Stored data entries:
******
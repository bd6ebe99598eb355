mod common;

use common::{assert_close, load_catalog};
use rocketyard_lib::physics::{calculate_delta_v, calculate_twr, local_gravity, EngineStats, MassProfile};
use rocketyard_lib::{AccuracyLevel, PartCategory, PhysicsConfig};

fn tank(dry: f64, wet: f64) -> MassProfile {
    MassProfile::new(PartCategory::FuelTanks, dry, wet)
}

#[test]
fn zero_engines_yield_exactly_zero() {
    let config = PhysicsConfig::default();
    let parts = [tank(1_000.0, 5_000.0)];
    for altitude in [0.0, 35_000.0, 70_000.0, 250_000.0] {
        assert_eq!(calculate_delta_v(&parts, &[], 5_000.0, altitude, &config), 0.0);
        assert_eq!(calculate_twr(&[], 5_000.0, altitude, &config), 0.0);
    }
}

#[test]
fn delta_v_ignores_list_order() {
    let config = PhysicsConfig::default();
    let engines = [
        EngineStats::new(215_000.0, 320.0, 250.0),
        EngineStats::new(60_000.0, 345.0, 85.0),
        EngineStats::new(1_500_000.0, 310.0, 285.0),
    ];
    let parts = [
        tank(500.0, 4_500.0),
        MassProfile::new(PartCategory::Engines, 1_500.0, 1_500.0),
        MassProfile::new(PartCategory::Command, 840.0, 840.0),
        tank(250.0, 2_250.0),
    ];
    let total = 9_090.0;

    for altitude in [0.0, 20_000.0, 80_000.0] {
        let forward = calculate_delta_v(&parts, &engines, total, altitude, &config);

        let mut reversed_engines = engines;
        reversed_engines.reverse();
        let mut rotated_parts = parts;
        rotated_parts.rotate_left(1);
        let shuffled = calculate_delta_v(&rotated_parts, &reversed_engines, total, altitude, &config);

        assert_close(forward, shuffled, 1e-9);
    }
}

#[test]
fn reference_engine_in_vacuum() {
    let config = PhysicsConfig::default();
    let engine = EngineStats::new(215_000.0, 320.0, 250.0);
    let expected = 320.0 * 9.81 * (5_000.0_f64 / 1_000.0).ln();

    for altitude in [70_000.0, 100_000.0] {
        let delta_v = calculate_delta_v(&[tank(1_000.0, 5_000.0)], &[engine], 5_000.0, altitude, &config);
        assert_close(delta_v, expected, 1.0);
    }
}

#[test]
fn reference_engine_lifts_its_twr_one_mass() {
    let config = PhysicsConfig::default();
    let engine = EngineStats::new(215_000.0, 320.0, 320.0);
    assert_close(calculate_twr(&[engine], 21_915.0, 0.0, &config), 1.0, 0.01);
}

#[test]
fn simple_accuracy_keeps_surface_gravity() {
    let simple = PhysicsConfig {
        accuracy_level: AccuracyLevel::Simple,
        ..PhysicsConfig::default()
    };
    let engine = EngineStats::new(215_000.0, 320.0, 320.0);

    assert_eq!(local_gravity(250_000.0, &simple), 9.81);
    assert_close(
        calculate_twr(&[engine], 21_915.0, 250_000.0, &simple),
        215_000.0 / (21_915.0 * 9.81),
        1e-9,
    );
}

#[test]
fn config_derived_from_catalog_body() {
    let catalog = load_catalog();
    let mun = catalog.body("mun").expect("mun in fixture");
    let config = PhysicsConfig::for_body(mun);

    assert_eq!(config.reference_body.gravity, 1.63);
    assert_eq!(config.reference_body.atmosphere_height, 0.0);

    // Airless body: every altitude is vacuum, so ISP never drops.
    let engine = EngineStats::new(215_000.0, 320.0, 250.0);
    let delta_v = calculate_delta_v(&[tank(1_000.0, 5_000.0)], &[engine], 5_000.0, 0.0, &config);
    assert_close(delta_v, 320.0 * 1.63 * 5.0_f64.ln(), 1e-6);
}

#[test]
fn twr_and_delta_v_scale_thrust_differently_mid_atmosphere() {
    let config = PhysicsConfig::default();
    let altitude = 35_000.0;
    let mass = 10_000.0;
    let gravity = local_gravity(altitude, &config);

    // TWR uses the full sea-level ratio anywhere inside the atmosphere.
    let lifter = EngineStats::new(100_000.0, 320.0, 250.0);
    let twr = calculate_twr(&[lifter], mass, altitude, &config);
    let twr_scale = twr * mass * gravity / lifter.thrust_vacuum;
    assert_close(twr_scale, 250.0 / 320.0, 1e-9);

    // Delta-v weights ISP by thrust scaled with the interpolated ISP (285 s
    // halfway up). A second engine with flat ISP makes the weighting visible.
    let steady = EngineStats::new(100_000.0, 300.0, 300.0);
    let parts = [tank(1_000.0, 5_000.0)];
    let delta_v = calculate_delta_v(&parts, &[lifter, steady], 5_000.0, altitude, &config);

    let weighted_isp = |scale: f64| {
        let thrust = 100_000.0 * scale;
        (thrust * 285.0 + 100_000.0 * 300.0) / (thrust + 100_000.0)
    };
    let ln_ratio = 5.0_f64.ln();
    assert_close(delta_v, weighted_isp(285.0 / 320.0) * 9.81 * ln_ratio, 1e-6);
    assert!((delta_v - weighted_isp(250.0 / 320.0) * 9.81 * ln_ratio).abs() > 0.1);
}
******
__AIM OF THE TASK__. All of the records should be transcribed exactly, with nothing left out.

__WRITTEN SOLUTION__.
repository bd6ebe99598eb355
mod common;

use common::{assert_close, load_catalog};
use rocketyard_lib::physics::{calculate_delta_v, calculate_twr, local_gravity, EngineStats, MassProfile};
use rocketyard_lib::{AccuracyLevel, PartCategory, PhysicsConfig};

fn tank(dry: f64, wet: f64) -> MassProfile {
    MassProfile::new(PartCategory::FuelTanks, dry, wet)
}

#[test]
fn zero_engines_yield_exactly_zero() {
    let config = PhysicsConfig::default();
    let parts = [tank(1_000.0, 5_000.0)];
    for altitude in [0.0, 35_000.0, 70_000.0, 250_000.0] {
        assert_eq!(calculate_delta_v(&parts, &[], 5_000.0, altitude, &config), 0.0);
        assert_eq!(calculate_twr(&[], 5_000.0, altitude, &config), 0.0);
    }
}

#[test]
fn delta_v_ignores_list_order() {
    let config = PhysicsConfig::default();
    let engines = [
        EngineStats::new(215_000.0, 320.0, 250.0),
        EngineStats::new(60_000.0, 345.0, 85.0),
        EngineStats::new(1_500_000.0, 310.0, 285.0),
    ];
    let parts = [
        tank(500.0, 4_500.0),
        MassProfile::new(PartCategory::Engines, 1_500.0, 1_500.0),
        MassProfile::new(PartCategory::Command, 840.0, 840.0),
        tank(250.0, 2_250.0),
    ];
    let total = 9_090.0;

    for altitude in [0.0, 20_000.0, 80_000.0] {
        let forward = calculate_delta_v(&parts, &engines, total, altitude, &config);

        let mut reversed_engines = engines;
        reversed_engines.reverse();
        let mut rotated_parts = parts;
        rotated_parts.rotate_left(1);
        let shuffled = calculate_delta_v(&rotated_parts, &reversed_engines, total, altitude, &config);

        assert_close(forward, shuffled, 1e-9);
    }
}

#[test]
fn reference_engine_in_vacuum() {
    let config = PhysicsConfig::default();
    let engine = EngineStats::new(215_000.0, 320.0, 250.0);
    let expected = 320.0 * 9.81 * (5_000.0_f64 / 1_000.0).ln();

    for altitude in [70_000.0, 100_000.0] {
        let delta_v = calculate_delta_v(&[tank(1_000.0, 5_000.0)], &[engine], 5_000.0, altitude, &config);
        assert_close(delta_v, expected, 1.0);
    }
}

#[test]
fn reference_engine_lifts_its_twr_one_mass() {
    let config = PhysicsConfig::default();
    let engine = EngineStats::new(215_000.0, 320.0, 320.0);
    assert_close(calculate_twr(&[engine], 21_915.0, 0.0, &config), 1.0, 0.01);
}

#[test]
fn simple_accuracy_keeps_surface_gravity() {
    let simple = PhysicsConfig {
        accuracy_level: AccuracyLevel::Simple,
        ..PhysicsConfig::default()
    };
    let engine = EngineStats::new(215_000.0, 320.0, 320.0);

    assert_eq!(local_gravity(250_000.0, &simple), 9.81);
    assert_close(
        calculate_twr(&[engine], 21_915.0, 250_000.0, &simple),
        215_000.0 / (21_915.0 * 9.81),
        1e-9,
    );
}

#[test]
fn config_derived_from_catalog_body() {
    let catalog = load_catalog();
    let mun = catalog.body("mun").expect("mun in fixture");
    let config = PhysicsConfig::for_body(mun);

    assert_eq!(config.reference_body.gravity, 1.63);
    assert_eq!(config.reference_body.atmosphere_height, 0.0);

    // Airless body: every altitude is vacuum, so ISP never drops.
    let engine = EngineStats::new(215_000.0, 320.0, 250.0);
    let delta_v = calculate_delta_v(&[tank(1_000.0, 5_000.0)], &[engine], 5_000.0, 0.0, &config);
    assert_close(delta_v, 320.0 * 1.63 * 5.0_f64.ln(), 1e-6);
}

#[test]
fn twr_and_delta_v_scale_thrust_differently_mid_atmosphere() {
    let config = PhysicsConfig::default();
    let altitude = 35_000.0;
    let mass = 10_000.0;
    let gravity = local_gravity(altitude, &config);

    // TWR uses the full sea-level ratio anywhere inside the atmosphere.
    let lifter = EngineStats::new(100_000.0, 320.0, 250.0);
    let twr = calculate_twr(&[lifter], mass, altitude, &config);
    let twr_scale = twr * mass * gravity / lifter.thrust_vacuum;
    assert_close(twr_scale, 250.0 / 320.0, 1e-9);

    // Delta-v weights ISP by thrust scaled with the interpolated ISP (285 s
    // halfway up). A second engine with flat ISP makes the weighting visible.
    let steady = EngineStats::new(100_000.0, 300.0, 300.0);
    let parts = [tank(1_000.0, 5_000.0)];
    let delta_v = calculate_delta_v(&parts, &[lifter, steady], 5_000.0, altitude, &config);

    let weighted_isp = |scale: f64| {
        let thrust = 100_000.0 * scale;
        (thrust * 285.0 + 100_000.0 * 300.0) / (thrust + 100_000.0)
    };
    let ln_ratio = 5.0_f64.ln();
    assert_close(delta_v, weighted_isp(285.0 / 320.0) * 9.81 * ln_ratio, 1e-6);
    assert!((delta_v - weighted_isp(250.0 / 320.0) * 9.81 * ln_ratio).abs() > 0.1);
}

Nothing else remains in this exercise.